Curved length (3) is the geometrical length of the compartment, but not the Euclidian distance between the two end points. It is rather the total length along the possibly curved compartment. It is therefore decoupled from coordinates. This will make it easier for resegmenting a tree.

We may add, for convenience, a distance properties, which is the distance from the origin of the branch to the midpoint (derived from curved length). This can be useful when setting channel properties (point to think about; we might rather want distance from the soma than from origin, for example). Alternatively, we could also have a position property, which would indicate the distance relative to the total curved length (between 0 and 1).
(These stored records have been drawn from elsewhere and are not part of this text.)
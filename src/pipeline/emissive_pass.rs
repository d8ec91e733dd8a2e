//! Emissive pass
//!
//! Draws the light boxes on top of the lit scene in their light's color. The HDR
//! target is loaded, not cleared, and depth-tested against the blitted G-buffer
//! depth.

use super::{HdrTargets, BRIGHT_PART_SHADER};
use crate::backend::traits::*;
use crate::backend::types::*;
use crate::render_graph::graph::GraphResult;
use crate::render_graph::pass::*;
use crate::render_graph::resource::*;
use crate::resources::{Framebuffer, FramebufferOps, FramebufferPipeline};
use std::any::Any;

pub struct EmissivePass {
    hdr: HdrTargets,
    framebuffer: Option<Framebuffer>,
    pipeline: Option<FramebufferPipeline>,
}

impl EmissivePass {
    pub fn new(hdr: HdrTargets) -> Self {
        Self {
            hdr,
            framebuffer: None,
            pipeline: None,
        }
    }
}

impl RenderPass for EmissivePass {
    fn name(&self) -> &str {
        "Emissive Pass"
    }

    fn setup(&mut self, ctx: &mut PassSetupContext) {
        ctx.write(self.hdr.color, ResourceUsage::RenderTargetLoad);
        ctx.write(self.hdr.bright, ResourceUsage::RenderTargetLoad);
        ctx.read(self.hdr.depth, ResourceUsage::DepthStencilRead);
        ctx.write(self.hdr.depth, ResourceUsage::DepthStencilWrite);
    }

    fn prepare(&mut self, ctx: &mut PassPrepareContext) -> GraphResult<()> {
        let color = ctx.texture(self.hdr.color)?;
        let bright = ctx.texture(self.hdr.bright)?;
        let depth = ctx.texture(self.hdr.depth)?;
        let framebuffer = Framebuffer::new("Emissive Pass", color.width, color.height)
            .with_color(color.view, color.format)
            .with_color(bright.view, bright.format)
            .with_depth(depth.view, depth.format);

        let pipeline = FramebufferPipeline::create(ctx.backend, &RenderPipelineDescriptor {
            label: Some("Emissive Pipeline".into()),
            shader: format!("{}{}", BRIGHT_PART_SHADER, EMISSIVE_SHADER),
            vertex_layouts: vec![Vertex::layout()],
            bind_group_layouts: vec![ctx.gpu.frame_layout, ctx.gpu.object_layout],
            primitive_topology: PrimitiveTopology::TriangleList,
            front_face: FrontFace::Ccw,
            cull_mode: CullMode::Back,
            depth_stencil: framebuffer.depth_state(true, CompareFunction::Less),
            color_targets: framebuffer.color_targets(),
        })?;

        self.framebuffer = Some(framebuffer);
        self.pipeline = Some(pipeline);
        Ok(())
    }

    fn execute(&self, ctx: &mut PassExecuteContext) -> GraphResult<()> {
        let (Some(framebuffer), Some(pipeline)) = (&self.framebuffer, &self.pipeline) else {
            return Ok(());
        };

        framebuffer.begin(ctx.backend, &FramebufferOps::load(), pipeline)?;
        ctx.backend.set_bind_group(0, ctx.gpu.frame_bind_group);

        for emissive in ctx.gpu.emissives() {
            let Some(model) = ctx.gpu.model(emissive.model) else {
                continue;
            };
            ctx.backend.set_bind_group(1, emissive.bind_group);
            for mesh in &model.meshes {
                mesh.draw(ctx.backend);
            }
        }

        ctx.backend.end_render_pass();
        Ok(())
    }

    fn release(&mut self, backend: &mut dyn GraphicsBackend) {
        if let Some(pipeline) = self.pipeline.take() {
            pipeline.destroy(backend);
        }
        self.framebuffer = None;
    }

    fn as_any(&self) -> &dyn Any {
        self
    }

    fn as_any_mut(&mut self) -> &mut dyn Any {
        self
    }
}

/// Flat light-colored boxes
pub const EMISSIVE_SHADER: &str = r#"
struct CameraUniforms {
    view: mat4x4<f32>,
    proj: mat4x4<f32>,
    view_proj: mat4x4<f32>,
    position: vec4<f32>,
    near_far: vec4<f32>,
}

struct ObjectUniforms {
    model: mat4x4<f32>,
    normal_matrix: mat4x4<f32>,
    color: vec4<f32>,
}

@group(0) @binding(0) var<uniform> camera: CameraUniforms;
@group(1) @binding(0) var<uniform> obj: ObjectUniforms;

struct VertexInput {
    @location(0) position: vec3<f32>,
    @location(1) normal: vec3<f32>,
    @location(2) uv: vec2<f32>,
    @location(3) tangent: vec4<f32>,
}

struct HdrOutput {
    @location(0) color: vec4<f32>,
    @location(1) bright: vec4<f32>,
}

@vertex
fn vs_main(in: VertexInput) -> @builtin(position) vec4<f32> {
    return camera.view_proj * obj.model * vec4<f32>(in.position, 1.0);
}

@fragment
fn fs_main() -> HdrOutput {
    var out: HdrOutput;
    out.color = vec4<f32>(obj.color.rgb, 1.0);
    out.bright = bright_part(obj.color.rgb);
    return out;
}
"#;

#[cfg(test)]
mod tests {
    use super::*;
    use crate::pipeline::{fragment_outputs, validate_shader};

    #[test]
    fn test_shader_writes_color_and_bright() {
        let module = validate_shader("emissive", &format!("{}{}", BRIGHT_PART_SHADER, EMISSIVE_SHADER));
        assert_eq!(fragment_outputs(&module), 2);
    }
}
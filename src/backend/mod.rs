//! Backend abstraction layer
//!
//! Provides the handle-based [`GraphicsBackend`] trait plus two implementations:
//! [`WgpuBackend`] for the real GPU and [`RecordingBackend`] for tests.

pub mod recording;
pub mod traits;
pub mod types;
pub mod wgpu_backend;

pub use recording::{Command, RecordingBackend};
pub use traits::*;
pub use types::*;
pub use wgpu_backend::WgpuBackend;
But in all cases, all properties that are state variables of the spatial neuron are meant at the electrical point.

All these properties above are considered independent. Diameter and end point coordinates are not core properties, but depend on the specific geometry (cylinder, truncated cone, sphere). The old 'distance' (in the previous version) is only used internally for access (i.e. to determine which compartment is meant when specifying a distance). We only need distance from branch origin, not from soma origin.

The properties should not be directly modifiable by the user; rather, set at construction time.

Specific morphologies

I propose the following two basic morphologies for branches:

  • Isopotential sphere. This corresponds to the Soma class. It has zero resistive length but positive area.
  • Sequence of truncated cones. This is better than a sequence of cylinders for two reasons: it is more compatible with other tools and formats, and diameter is continuous (and so we don't have the problem of what to do with the surface at junctions). This implies that n+1 diameters are needed. A cylinder is a sequence of truncated cones and therefore can simply be a subclass.
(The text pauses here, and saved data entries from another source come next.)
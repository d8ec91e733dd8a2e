//! Render graph definition and compilation

use crate::backend::traits::{BackendError, GraphicsBackend};
use crate::render_graph::pass::*;
use crate::render_graph::resource::*;
use crate::resources::FramebufferError;
use std::collections::{BTreeSet, HashMap};
use thiserror::Error;

/// Render graph error type
#[derive(Error, Debug)]
pub enum GraphError {
    #[error("Pass '{pass}' reads '{resource}' before any pass writes it")]
    UnwrittenRead { pass: String, resource: String },
    #[error("No pass of the requested type at {0:?}")]
    UnknownPass(PassId),
    #[error("Pass '{pass}' has no allocated resource {resource}")]
    MissingResource { pass: String, resource: ResourceId },
    #[error(transparent)]
    Framebuffer(#[from] FramebufferError),
    #[error(transparent)]
    Backend(#[from] BackendError),
}

pub type GraphResult<T> = Result<T, GraphError>;

/// The main render graph structure
///
/// Passes run in insertion order. Resource declarations only validate that
/// order: compiling fails if a pass reads something no earlier pass wrote.
pub struct RenderGraph {
    passes: Vec<Box<dyn RenderPass>>,
    pass_nodes: Vec<PassNode>,
    resources: Vec<VirtualResource>,
    next_pass_id: u32,
    next_resource_id: u32,

    // External resources (like swapchain)
}

impl RenderGraph {
    pub fn new() -> Self {
        Self {
            passes: Vec::new(),
            pass_nodes: Vec::new(),
            resources: Vec::new(),
            next_pass_id: 0,
            next_resource_id: 0,
        }
    }

    /// Register an external resource (like swapchain image)
    pub fn register_external(&mut self, name: &str) -> ResourceId {
        let id = ResourceId(self.next_resource_id);
        self.next_resource_id += 1;
        self.resources.push(VirtualResource::External {
            id,
            name: name.to_string(),
        });
        id
    }

    /// Add a render pass to the graph
    pub fn add_pass<P: RenderPass + 'static>(
        &mut self,
        pass: P,
        pass_type: PassType,
        screen_width: u32,
        screen_height: u32,
    ) -> PassId {
        let id = PassId(self.next_pass_id);
        self.next_pass_id += 1;

        let name = pass.name().to_string();
        let mut boxed_pass = Box::new(pass);

        let mut inputs = Vec::new();
        let mut outputs = Vec::new();
        {
            let mut ctx = PassSetupContext {
                resources: &mut self.resources,
                inputs: &mut inputs,
                outputs: &mut outputs,
                next_resource_id: &mut self.next_resource_id,
                screen_width,
                screen_height,
            };
            boxed_pass.setup(&mut ctx);
        }

        log::debug!(
            "Render graph: added pass '{}' ({} reads, {} writes)",
            name,
            inputs.len(),
            outputs.len()
        );

        self.passes.push(boxed_pass);
        self.pass_nodes.push(PassNode {
            id,
            name,
            pass_type,
            inputs,
            outputs,
        });

        id
    }

    fn resource_name(&self, id: ResourceId) -> String {
        self.resources
            .iter()
            .find(|r| r.id() == id)
            .map(|r| r.name().to_string())
            .unwrap_or_else(|| id.to_string())
    }

    fn is_external(&self, id: ResourceId) -> bool {
        self.resources
            .iter()
            .any(|r| r.id() == id && r.is_external())
    }

    /// Compile the graph - validate ordering and plan resource lifetimes
    pub fn compile(&self) -> GraphResult<CompiledGraph> {
        let mut dependencies: HashMap<PassId, Vec<PassId>> = HashMap::new();

        for (index, node) in self.pass_nodes.iter().enumerate() {
            let earlier = &self.pass_nodes[..index];

            // Loaded attachments are declared as writes but read previous contents
            let reads = node.inputs.iter().chain(node.outputs.iter()).filter(|a| a.is_read());
            for input in reads {
                if self.is_external(input.resource) {
                    continue;
                }
                if !earlier.iter().any(|w| w.writes_resource(input.resource)) {
                    return Err(GraphError::UnwrittenRead {
                        pass: node.name.clone(),
                        resource: self.resource_name(input.resource),
                    });
                }
            }

            // Earlier writers of anything this pass touches, and earlier readers of
            // anything it overwrites
            let mut deps = BTreeSet::new();
            for resource in node.touched() {
                for other in earlier {
                    if other.writes_resource(resource)
                        || (node.writes_resource(resource) && other.reads_resource(resource))
                    {
                        deps.insert(other.id.0);
                    }
                }
            }
            dependencies.insert(node.id, deps.into_iter().map(PassId).collect());
        }

        let pass_order: Vec<PassId> = self.pass_nodes.iter().map(|n| n.id).collect();

        let mut resource_lifetimes: HashMap<ResourceId, ResourceLifetime> = HashMap::new();
        for (order, node) in self.pass_nodes.iter().enumerate() {
            for resource in node.touched() {
                let lifetime = resource_lifetimes.entry(resource).or_insert(ResourceLifetime {
                    first_use: order,
                    last_use: order,
                });
                lifetime.last_use = order;
            }
        }

        Ok(CompiledGraph {
            pass_order,
            dependencies,
            resource_lifetimes,
        })
    }

    /// Get all passes
    pub fn passes(&self) -> &[Box<dyn RenderPass>] {
        &self.passes
    }

    /// Get mutable passes
    pub fn passes_mut(&mut self) -> &mut [Box<dyn RenderPass>] {
        &mut self.passes
    }

    /// Get pass nodes (metadata)
    pub fn pass_nodes(&self) -> &[PassNode] {
        &self.pass_nodes
    }

    /// Get all resources
    pub fn resources(&self) -> &[VirtualResource] {
        &self.resources
    }

    /// Get pass by ID
    pub fn get_pass(&self, id: PassId) -> Option<&dyn RenderPass> {
        let index = self.pass_nodes.iter().position(|n| n.id == id)?;
        Some(self.passes[index].as_ref())
    }

    /// Get a pass by ID as its concrete type
    pub fn pass<P: RenderPass + 'static>(&self, id: PassId) -> GraphResult<&P> {
        self.get_pass(id)
            .and_then(|p| p.as_any().downcast_ref::<P>())
            .ok_or(GraphError::UnknownPass(id))
    }

    /// Get a pass by ID as its concrete type, mutably
    pub fn pass_mut<P: RenderPass + 'static>(&mut self, id: PassId) -> GraphResult<&mut P> {
        let index = self
            .pass_nodes
            .iter()
            .position(|n| n.id == id)
            .ok_or(GraphError::UnknownPass(id))?;
        self.passes[index]
            .as_any_mut()
            .downcast_mut::<P>()
            .ok_or(GraphError::UnknownPass(id))
    }

    /// Release every pass's pipelines and bind groups
    pub fn release(&mut self, backend: &mut dyn GraphicsBackend) {
        for pass in &mut self.passes {
            pass.release(backend);
        }
    }
}

impl Default for RenderGraph {
    fn default() -> Self {
        Self::new()
    }
}

/// Resource lifetime in terms of pass execution order
#[derive(Debug, Clone, Copy)]
pub struct ResourceLifetime {
    pub first_use: usize,
    pub last_use: usize,
}

/// Compiled render graph with execution order and resource lifetimes
#[derive(Debug)]
pub struct CompiledGraph {
    pub pass_order: Vec<PassId>,
    /// Earlier passes each pass must run after
    pub dependencies: HashMap<PassId, Vec<PassId>>,
    pub resource_lifetimes: HashMap<ResourceId, ResourceLifetime>,
}

impl CompiledGraph {
    /// Check if a resource is alive at a given execution step
    pub fn is_resource_alive(&self, resource: ResourceId, step: usize) -> bool {
        if let Some(lifetime) = self.resource_lifetimes.get(&resource) {
            step >= lifetime.first_use && step <= lifetime.last_use
        } else {
            false
        }
    }

    pub fn depends_on(&self, pass: PassId, on: PassId) -> bool {
        self.dependencies
            .get(&pass)
            .is_some_and(|deps| deps.contains(&on))
    }
}

#[cfg(test)]
mod tests {
    use super::*;
    use crate::backend::types::TextureFormat;
    use std::any::Any;

    /// Pass that only declares resources
    struct DeclarePass {
        name: &'static str,
        creates: Vec<&'static str>,
        reads: Vec<ResourceId>,
        writes: Vec<ResourceId>,
        created: Vec<ResourceId>,
    }

    impl DeclarePass {
        fn new(name: &'static str) -> Self {
            Self {
                name,
                creates: Vec::new(),
                reads: Vec::new(),
                writes: Vec::new(),
                created: Vec::new(),
            }
        }
    }

    impl RenderPass for DeclarePass {
        fn name(&self) -> &str {
            self.name
        }

        fn setup(&mut self, ctx: &mut PassSetupContext) {
            for name in &self.creates {
                let id = ctx.create_target(name, TextureFormat::Rgba16Float);
                ctx.write(id, ResourceUsage::RenderTarget);
                self.created.push(id);
            }
            for &id in &self.reads {
                ctx.read(id, ResourceUsage::TextureRead);
            }
            for &id in &self.writes {
                ctx.write(id, ResourceUsage::RenderTarget);
            }
        }

        fn prepare(&mut self, _ctx: &mut PassPrepareContext) -> GraphResult<()> {
            Ok(())
        }

        fn execute(&self, _ctx: &mut PassExecuteContext) -> GraphResult<()> {
            Ok(())
        }

        fn release(&mut self, _backend: &mut dyn GraphicsBackend) {}

        fn as_any(&self) -> &dyn Any {
            self
        }

        fn as_any_mut(&mut self) -> &mut dyn Any {
            self
        }
    }

    fn produce(graph: &mut RenderGraph, name: &'static str) -> (PassId, ResourceId) {
        let mut pass = DeclarePass::new(name);
        pass.creates.push(name);
        let id = graph.add_pass(pass, PassType::Graphics, 64, 64);
        let resource = graph.pass::<DeclarePass>(id).unwrap().created[0];
        (id, resource)
    }

    #[test]
    fn test_reads_follow_writes() {
        let mut graph = RenderGraph::new();
        let (producer, color) = produce(&mut graph, "color");

        let mut consumer = DeclarePass::new("consumer");
        consumer.reads.push(color);
        let consumer = graph.add_pass(consumer, PassType::Graphics, 64, 64);

        let compiled = graph.compile().unwrap();
        assert_eq!(compiled.pass_order, vec![producer, consumer]);
        assert!(compiled.depends_on(consumer, producer));
        assert!(compiled.is_resource_alive(color, 1));
    }

    #[test]
    fn test_read_before_write_is_rejected() {
        let mut graph = RenderGraph::new();
        // The first resource the graph creates gets id 0
        let mut reader = DeclarePass::new("early_reader");
        reader.reads.push(ResourceId(0));
        graph.add_pass(reader, PassType::Graphics, 64, 64);
        produce(&mut graph, "color");

        match graph.compile() {
            Err(GraphError::UnwrittenRead { pass, resource }) => {
                assert_eq!(pass, "early_reader");
                assert_eq!(resource, "color");
            }
            other => panic!("expected UnwrittenRead, got {:?}", other.map(|c| c.pass_order)),
        }
    }

    #[test]
    fn test_external_reads_are_allowed() {
        let mut graph = RenderGraph::new();
        let swapchain = graph.register_external("swapchain");
        let mut pass = DeclarePass::new("present");
        pass.reads.push(swapchain);
        graph.add_pass(pass, PassType::Graphics, 64, 64);
        assert!(graph.compile().is_ok());
    }

    #[test]
    fn test_downcast_to_wrong_type_fails() {
        struct OtherPass;
        impl RenderPass for OtherPass {
            fn name(&self) -> &str {
                "other"
            }
            fn setup(&mut self, _ctx: &mut PassSetupContext) {}
            fn prepare(&mut self, _ctx: &mut PassPrepareContext) -> GraphResult<()> {
                Ok(())
            }
            fn execute(&self, _ctx: &mut PassExecuteContext) -> GraphResult<()> {
                Ok(())
            }
            fn release(&mut self, _backend: &mut dyn GraphicsBackend) {}
            fn as_any(&self) -> &dyn Any {
                self
            }
            fn as_any_mut(&mut self) -> &mut dyn Any {
                self
            }
        }

        let mut graph = RenderGraph::new();
        let id = graph.add_pass(OtherPass, PassType::Graphics, 64, 64);
        assert!(matches!(
            graph.pass::<DeclarePass>(id),
            Err(GraphError::UnknownPass(_))
        ));
    }
}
I propose that the basic Morphology class does not have a specific geometry. This might reduce some confusions. Instead, maybe we could define a Branch class, and a morphology is plotted by recursively plotting branches. Only branches have a specific geometry. This might be cleaner. Therefore we would have:

  • Branch as the base class, no implied geometry. But it could possibly be plotted by using the coordinates, although it would just be segments, and the tree would not be connected. Or we do not define plotting methods at all.
  • Soma (isopotential sphere) inherits from Branch.
  • Sequence of truncated cones inherits from Branch (but we need a name!).
  • Cylinder inherits from truncated cones.

Alternatively, Branch is a sequence of truncated cones, and then Soma redefines the relevant methods. We probably don't need other types of geometries.

Boundary surfaces

One issue is what to do with the surface at the two ends of a cylinder or truncated cones. Physically, those should be included in the calculation of area for the two compartments. I propose to do that, and when a branch is connected, the area of the end compartment of the parent branch of and of the start compartment of the child are updated. This means that Branch must define two methods that are called when either end is connected, with argument the section area of the connecting branch.

Building morphologies

Multicompartmental soma

First of all, it should be checked that simulation does not assume that the first compartment is an isopotential soma.

One problem is to build the dendritic tree when the soma has several compartments. Then how to connect branches at different ends (or even in the middle)? In the current system, connecting a branch at the start actually means that the soma is the child of a dendrite. This could be built indeed in this way, but it might not be the most elegant solution.

Loading files

Resegmenting

Resegmenting is not difficult in the context of general geometrical parameters (area, electric length), it is more challenging for coordinates. That is, to split a compartment in two, we might divide electric length, area etc by two (does that work?). Coordinate interpolation is done independently (ie we do not enforce consistence).